╔══
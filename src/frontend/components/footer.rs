use leptos::prelude::*;

use crate::models::{ProjectCatalog, Track};

#[component]
pub fn Footer() -> impl IntoView {
    view! {
        <footer class="border-t border-slate-800 bg-slate-900/50">
            <div class="max-w-6xl mx-auto px-6 py-12 grid gap-8 md:grid-cols-3">
                <div>
                    <p class="text-2xl font-bold mb-2">"🎓 CS Courses"</p>
                    <p class="text-slate-400">"Learn to code by building real projects."</p>
                </div>
                <div>
                    <p class="font-semibold text-white mb-3">"Courses"</p>
                    <ul class="space-y-1 text-sm">
                        {Track::ALL
                            .iter()
                            .map(|t| view! {
                                <li><a href=t.path() class="text-slate-400 hover:text-white">{t.name()}</a></li>
                            })
                            .collect_view()}
                    </ul>
                </div>
                <div>
                    <p class="font-semibold text-white mb-3">"Projects"</p>
                    <ul class="space-y-1 text-sm">
                        {ProjectCatalog::ALL
                            .iter()
                            .map(|c| view! {
                                <li><a href=c.path() class="text-slate-400 hover:text-white">{c.title()}</a></li>
                            })
                            .collect_view()}
                    </ul>
                </div>
            </div>
        </footer>
    }
}
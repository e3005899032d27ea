//! Loading-overlay state, kept free of clocks and signals.
//!
//! Timers are modelled as tickets: a state machine hands out a [`HoldTicket`]
//! with a delay, the caller arms whatever timer it has and hands the ticket
//! back through `release` when it fires. Any newer ticket makes older ones
//! stale, which is how a pending timeout gets cleared.

use std::time::Duration;

use serde_json::Value;

/// Trailing hold after a navigation finishes
pub const PAGE_LOADING_HOLD: Duration = Duration::from_millis(500);

/// How long the initial-load overlay covers the first mount
pub const INITIAL_LOAD_WINDOW: Duration = Duration::from_secs(1);

/// Router transition state
#[derive(Debug, Clone, Default, PartialEq, Eq)]
pub enum NavigationState {
    #[default]
    Idle,
    Loading,
    Submitting { form_id: Option<String> },
}

#[derive(Debug, Clone, Copy, PartialEq, Eq)]
pub struct HoldTicket {
    generation: u64,
    pub delay: Duration,
}

/// True while the router is transitioning, then for [`PAGE_LOADING_HOLD`] afterwards
#[derive(Debug, Default)]
pub struct PageLoadingState {
    loading: bool,
    generation: u64,
    last: NavigationState,
}

impl PageLoadingState {
    pub fn new() -> Self {
        Self::default()
    }

    pub fn is_loading(&self) -> bool {
        self.loading
    }

    /// Feed a router state. Only changes count; repeating the current state is a no-op.
    pub fn on_navigation(&mut self, nav: &NavigationState) -> Option<HoldTicket> {
        if *nav == self.last {
            return None;
        }
        self.last = nav.clone();
        self.generation += 1;

        if *nav == NavigationState::Loading {
            self.loading = true;
            return None;
        }

        Some(HoldTicket {
            generation: self.generation,
            delay: PAGE_LOADING_HOLD,
        })
    }

    /// A timer fired. Stale tickets are ignored.
    pub fn release(&mut self, ticket: HoldTicket) {
        if ticket.generation == self.generation {
            self.loading = false;
        }
    }
}

/// True from construction until its single ticket is released, then never again
#[derive(Debug)]
pub struct InitialLoadState {
    loading: bool,
}

impl InitialLoadState {
    pub fn new() -> (Self, HoldTicket) {
        (
            Self { loading: true },
            HoldTicket {
                generation: 0,
                delay: INITIAL_LOAD_WINDOW,
            },
        )
    }

    pub fn is_loading(&self) -> bool {
        self.loading
    }

    pub fn release(&mut self, _ticket: HoldTicket) {
        self.loading = false;
    }
}

/// Pass-through of "router is loading", no hold
pub fn is_data_loading(nav: &NavigationState) -> bool {
    *nav == NavigationState::Loading
}

/// True while a form is submitting; with a form id, only for that form
pub fn is_action_loading(nav: &NavigationState, form_id: Option<&str>) -> bool {
    match nav {
        NavigationState::Submitting { form_id: submitting } => {
            form_id.is_none() || submitting.as_deref() == form_id
        }
        _ => false,
    }
}

/// Deferred data is pending while route data is missing or lacks `key`
pub fn is_deferred_pending(data: Option<&Value>, key: &str) -> bool {
    match data.and_then(Value::as_object) {
        Some(map) => !map.contains_key(key),
        None => true,
    }
}
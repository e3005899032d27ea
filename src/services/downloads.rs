use std::collections::{HashMap, HashSet};
use std::sync::{Mutex, OnceLock};

use regex::Regex;
use uuid::Uuid;

use crate::common::DownloadRejection;
use crate::models::{Project, ProjectCatalog};

/// Downloads one client may make of a single code-gated project
pub const MAX_DOWNLOADS: u32 = 3;

static CODE_PATTERNS: OnceLock<[Regex; 3]> = OnceLock::new();

fn code_patterns() -> &'static [Regex; 3] {
    CODE_PATTERNS.get_or_init(|| {
        [
            Regex::new(r"^DAA_[A-Z]+_2024$").expect("valid code pattern"),
            Regex::new(r"^[A-Z]+_ADV_\d{3}$").expect("valid code pattern"),
            Regex::new(r"^ALGO_[A-Z]+_24$").expect("valid code pattern"),
        ]
    })
}

/// True when `code` has one of the three authorization code shapes
pub fn is_well_formed_code(code: &str) -> bool {
    code_patterns().iter().any(|p| p.is_match(code))
}

pub fn new_client_id() -> String {
    Uuid::new_v4().to_string()
}

pub fn is_client_id(value: &str) -> bool {
    Uuid::parse_str(value).is_ok()
}

#[derive(Debug, Clone, Copy, PartialEq, Eq)]
pub enum DownloadGrant {
    /// The project is not code-gated
    Open,
    Authorized { downloads: u32, remaining: u32 },
}

#[derive(Debug, Default)]
struct ClientLedger {
    downloads: HashMap<(ProjectCatalog, u32), u32>,
    used_codes: HashSet<String>,
}

/// Per-client download counts and used codes. In memory only; a restart forgets everything.
#[derive(Debug, Default)]
pub struct DownloadGate {
    ledgers: Mutex<HashMap<String, ClientLedger>>,
}

impl DownloadGate {
    pub fn new() -> Self {
        Self::default()
    }

    pub fn authorize(
        &self,
        client_id: &str,
        catalog: ProjectCatalog,
        project: &Project,
        code: &str,
    ) -> Result<DownloadGrant, DownloadRejection> {
        if !project.requires_code() {
            return Ok(DownloadGrant::Open);
        }

        if code.trim().is_empty() {
            return Err(DownloadRejection::CodeRequired);
        }

        let mut ledgers = self
            .ledgers
            .lock()
            .unwrap_or_else(|poisoned| poisoned.into_inner());

        let key = (catalog, project.id);
        let count = ledgers
            .get(client_id)
            .and_then(|l| l.downloads.get(&key).copied())
            .unwrap_or(0);

        if count >= MAX_DOWNLOADS {
            return Err(DownloadRejection::DownloadLimit);
        }

        if !is_well_formed_code(code) {
            return Err(DownloadRejection::InvalidCode);
        }

        if project.accepts_code(code) {
            let ledger = ledgers.entry(client_id.to_string()).or_default();
            let downloads = count + 1;
            ledger.downloads.insert(key, downloads);
            ledger.used_codes.insert(code.to_string());

            log::info!(
                "download of {}/{} authorized ({} of {})",
                catalog,
                project.id,
                downloads,
                MAX_DOWNLOADS
            );
            return Ok(DownloadGrant::Authorized {
                downloads,
                remaining: MAX_DOWNLOADS - downloads,
            });
        }

        let used_before = ledgers
            .get(client_id)
            .is_some_and(|l| l.used_codes.contains(code));
        if used_before {
            Err(DownloadRejection::CodeAlreadyUsed)
        } else {
            Err(DownloadRejection::InvalidCode)
        }
    }

    pub fn downloads(&self, client_id: &str, catalog: ProjectCatalog, project_id: u32) -> u32 {
        let ledgers = self
            .ledgers
            .lock()
            .unwrap_or_else(|poisoned| poisoned.into_inner());

        ledgers
            .get(client_id)
            .and_then(|l| l.downloads.get(&(catalog, project_id)).copied())
            .unwrap_or(0)
    }
}

#[cfg(test)]
mod tests {
    use super::*;

    #[test]
    fn test_code_shapes() {
        assert!(is_well_formed_code("DAA_SORT_2024"));
        assert!(is_well_formed_code("SORT_ADV_101"));
        assert!(is_well_formed_code("ALGO_SORT_24"));

        assert!(!is_well_formed_code("daa_sort_2024"));
        assert!(!is_well_formed_code("DAA_SORT_2025"));
        assert!(!is_well_formed_code("SORT_ADV_1011"));
        assert!(!is_well_formed_code(" DAA_SORT_2024"));
        assert!(!is_well_formed_code("ALGO_SORT1_24"));
    }

    #[test]
    fn test_client_ids() {
        let id = new_client_id();
        assert!(is_client_id(&id));
        assert!(!is_client_id("not-a-uuid"));
    }
}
╚══
# Task prompt
In the records above, find each line with the string "crate" and list it.

# Written solution
use crate::models::{ProjectCatalog, Track};
use crate::common::DownloadRejection;
use crate::models::{Project, ProjectCatalog};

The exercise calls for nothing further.